In case there’s any misunderstanding here, it only took God about five minutes after the flood to realize that he had made a grave mistake. To make amends, he put a rainbow in the sky, and promised Noah that he wouldn’t kill everyone again. He also promulgated the first laws, so that people would know what was right and what was wrong, and that would help save them from falling collectively into evil practices in the future. It does seem to me, in retrospect, that God might have been well advised to have passed these laws first, to have let his people know what was permitted, and what was forbidden, thus saving him and them from a lot of needless killing.

But that’s not the way the world worked before Abraham. If people were bad, then they got wiped out; all of them, including their children, including their animals; everyone got killed. There are two ways to see this; God versus man, and man versus man.
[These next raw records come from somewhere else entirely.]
use crate::client::ApiClient;
use crate::error::Error;
use crate::models::{
    Connection, ConnectionType, CreateConnectionRequest, ResourceId, UpdateConnectionRequest,
};

impl ApiClient {
    pub async fn list_connection_types(&self) -> Result<Vec<ConnectionType>, Error> {
        self.get_all("api/connection_types").await
    }

    pub async fn list_connections(&self) -> Result<Vec<Connection>, Error> {
        self.get_all("api/connections").await
    }

    pub async fn create_connection(
        &self,
        req: &CreateConnectionRequest,
    ) -> Result<Connection, Error> {
        self.post("api/connections", req).await
    }

    pub async fn update_connection(
        &self,
        id: &ResourceId,
        req: &UpdateConnectionRequest,
    ) -> Result<Connection, Error> {
        self.patch(&format!("api/connections/{id}"), req).await
    }

    pub async fn delete_connection(&self, id: &ResourceId) -> Result<(), Error> {
        self.delete(&format!("api/connections/{id}")).await
    }
}
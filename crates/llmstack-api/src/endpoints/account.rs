use crate::client::ApiClient;
use crate::error::Error;
use crate::models::{Organization, OrganizationSettings, Profile, ProfileUpdate};

impl ApiClient {
    /// The signed-in user's profile.
    pub async fn get_profile(&self) -> Result<Profile, Error> {
        self.get("api/profiles/me").await
    }

    /// Update the signed-in user's profile (name, provider configs).
    pub async fn update_profile(&self, update: &ProfileUpdate) -> Result<Profile, Error> {
        self.patch("api/profiles/me", update).await
    }

    /// The caller's organization.
    pub async fn get_organization(&self) -> Result<Organization, Error> {
        self.get("api/org").await
    }

    /// Organization-wide settings. Only organization admins may read these.
    pub async fn get_organization_settings(&self) -> Result<OrganizationSettings, Error> {
        self.get("api/org/settings").await
    }

    /// Replace organization settings with the given values.
    pub async fn update_organization_settings(
        &self,
        settings: &OrganizationSettings,
    ) -> Result<OrganizationSettings, Error> {
        self.patch("api/org/settings", settings).await
    }
}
I heard a news story on NPR a few weeks ago; some guy was interviewing people in the Philippines, who had just endured a catastrophic typhoon. Villages had been destroyed; families had been torn apart; loved ones lost to the storm. A villager described the typhoon as ‘the whim of God’, and the NPR guy was patronizing that perspective, all the while knowing how simple-minded and primitive this kind of thinking was. But the truth is that the guy was right, and that the smug NPR reporter couldn’t figure that out. A typhoon is the whim of God. It is a disaster without explanation; it wreaks havoc and death on the guilty and innocent alike. Fires, floods, earthquakes; none of these pick and choose their victims for any reason at all.

So really, the story of Noah is purely descriptive; it contains no didactic message. In the ancient world, particularly the ancient Middle East, with everyone living near the rivers, civilization was at the mercy of the elements, and subject to destruction by floods. It’s fair to assume that everyone in those days had some memory, personal, familial, or collective, of the floods. And Noah’s story is an attempt to make some sense out of that. And when one considers that Noah’s story was written centuries later, after God and Abraham, after the Exodus, and after the building of the Temple, it’s easier to see how an ethical dimension was introduced into the story. People didn’t get killed randomly; they got killed for a reason. They were evil. And if people are evil, they get punished.

Dershowitz discusses how Job is unable to comprehend God’s ways; how human understanding is incapable of making sense out of the disasters that befall us. And that’s true. The Book of Job offers no explanation for why bad things happen to us. The point is not why these things happen; the point is how to cope with the things that do happen. And Job remains true today, even if there is no sense to these things. Human understanding is incapable of explaining some of the disasters that befall us, simply because there is no explanation for these events. They just happen.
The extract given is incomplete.